| TASK TO COMPLETE |
The lines below that include the word "PoisonError" are to be reported.

| INFORMATION |
○ ○ ○ ○ ○ ○ ○

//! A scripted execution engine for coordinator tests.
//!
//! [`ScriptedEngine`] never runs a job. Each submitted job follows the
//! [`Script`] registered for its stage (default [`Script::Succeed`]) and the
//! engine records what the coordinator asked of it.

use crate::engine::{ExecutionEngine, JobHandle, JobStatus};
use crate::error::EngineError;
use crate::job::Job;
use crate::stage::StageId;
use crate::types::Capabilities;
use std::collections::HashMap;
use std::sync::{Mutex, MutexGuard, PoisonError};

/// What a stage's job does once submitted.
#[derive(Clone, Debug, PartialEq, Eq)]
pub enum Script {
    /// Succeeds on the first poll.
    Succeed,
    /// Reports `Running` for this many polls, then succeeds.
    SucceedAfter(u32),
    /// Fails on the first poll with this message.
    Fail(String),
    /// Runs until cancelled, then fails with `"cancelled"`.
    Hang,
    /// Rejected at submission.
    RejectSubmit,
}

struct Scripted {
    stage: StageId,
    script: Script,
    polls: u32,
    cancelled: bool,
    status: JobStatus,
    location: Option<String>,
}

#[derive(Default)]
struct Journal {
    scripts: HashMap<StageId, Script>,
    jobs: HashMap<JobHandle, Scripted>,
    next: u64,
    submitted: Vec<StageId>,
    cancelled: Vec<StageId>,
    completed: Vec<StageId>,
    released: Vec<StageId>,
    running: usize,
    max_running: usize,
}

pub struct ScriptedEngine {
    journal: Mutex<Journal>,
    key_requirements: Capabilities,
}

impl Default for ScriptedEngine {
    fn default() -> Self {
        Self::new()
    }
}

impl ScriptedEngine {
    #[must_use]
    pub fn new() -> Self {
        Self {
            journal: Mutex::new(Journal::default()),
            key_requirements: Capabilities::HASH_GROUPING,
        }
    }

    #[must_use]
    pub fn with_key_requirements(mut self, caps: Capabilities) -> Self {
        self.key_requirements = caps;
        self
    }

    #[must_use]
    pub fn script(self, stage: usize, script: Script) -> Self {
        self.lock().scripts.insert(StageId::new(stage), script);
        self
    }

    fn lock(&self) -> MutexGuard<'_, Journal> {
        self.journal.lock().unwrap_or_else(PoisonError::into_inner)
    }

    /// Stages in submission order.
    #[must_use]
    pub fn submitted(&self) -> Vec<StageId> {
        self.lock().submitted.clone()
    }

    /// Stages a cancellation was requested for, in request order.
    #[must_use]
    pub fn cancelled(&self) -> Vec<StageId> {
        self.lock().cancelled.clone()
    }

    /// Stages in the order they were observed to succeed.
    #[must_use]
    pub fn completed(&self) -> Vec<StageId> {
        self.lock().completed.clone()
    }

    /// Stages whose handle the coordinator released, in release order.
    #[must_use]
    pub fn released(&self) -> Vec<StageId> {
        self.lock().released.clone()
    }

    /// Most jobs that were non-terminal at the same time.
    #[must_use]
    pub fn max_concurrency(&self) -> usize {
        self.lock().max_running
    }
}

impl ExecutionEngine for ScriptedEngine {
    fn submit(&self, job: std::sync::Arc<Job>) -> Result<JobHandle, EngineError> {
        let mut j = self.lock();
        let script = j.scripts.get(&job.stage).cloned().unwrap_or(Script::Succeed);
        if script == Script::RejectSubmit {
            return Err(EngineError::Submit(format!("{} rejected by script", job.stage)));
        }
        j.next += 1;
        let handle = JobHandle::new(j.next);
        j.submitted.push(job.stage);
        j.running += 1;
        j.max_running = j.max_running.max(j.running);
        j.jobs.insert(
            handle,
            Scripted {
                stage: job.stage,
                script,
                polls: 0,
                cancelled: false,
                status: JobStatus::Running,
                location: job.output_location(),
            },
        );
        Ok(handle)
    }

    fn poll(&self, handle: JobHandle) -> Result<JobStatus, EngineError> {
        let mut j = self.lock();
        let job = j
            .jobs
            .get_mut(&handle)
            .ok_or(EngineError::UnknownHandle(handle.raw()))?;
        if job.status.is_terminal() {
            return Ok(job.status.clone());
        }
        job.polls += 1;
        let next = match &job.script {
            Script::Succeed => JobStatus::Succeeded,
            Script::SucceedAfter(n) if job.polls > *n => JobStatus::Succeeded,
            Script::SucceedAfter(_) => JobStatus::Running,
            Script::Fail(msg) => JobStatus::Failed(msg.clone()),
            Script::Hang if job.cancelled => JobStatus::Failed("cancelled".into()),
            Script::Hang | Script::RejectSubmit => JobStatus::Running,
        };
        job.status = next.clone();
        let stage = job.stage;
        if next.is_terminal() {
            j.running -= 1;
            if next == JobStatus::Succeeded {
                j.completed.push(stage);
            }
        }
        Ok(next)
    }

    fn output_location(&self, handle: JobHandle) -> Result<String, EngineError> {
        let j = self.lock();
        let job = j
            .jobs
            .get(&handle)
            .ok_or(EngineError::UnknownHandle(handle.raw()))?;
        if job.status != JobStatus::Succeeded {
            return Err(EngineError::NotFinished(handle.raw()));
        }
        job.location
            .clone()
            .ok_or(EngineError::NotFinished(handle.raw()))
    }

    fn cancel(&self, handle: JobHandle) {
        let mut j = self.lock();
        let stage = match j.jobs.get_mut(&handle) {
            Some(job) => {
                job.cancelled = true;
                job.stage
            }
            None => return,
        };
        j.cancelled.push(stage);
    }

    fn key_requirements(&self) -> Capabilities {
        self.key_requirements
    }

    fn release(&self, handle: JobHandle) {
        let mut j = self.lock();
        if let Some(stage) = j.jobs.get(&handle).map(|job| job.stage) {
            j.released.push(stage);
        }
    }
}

○ ○ ○ ○ ○ ○ ○

| YOUR SOLUTION |
use std::sync::{Mutex, MutexGuard, PoisonError};
        self.journal.lock().unwrap_or_else(PoisonError::into_inner)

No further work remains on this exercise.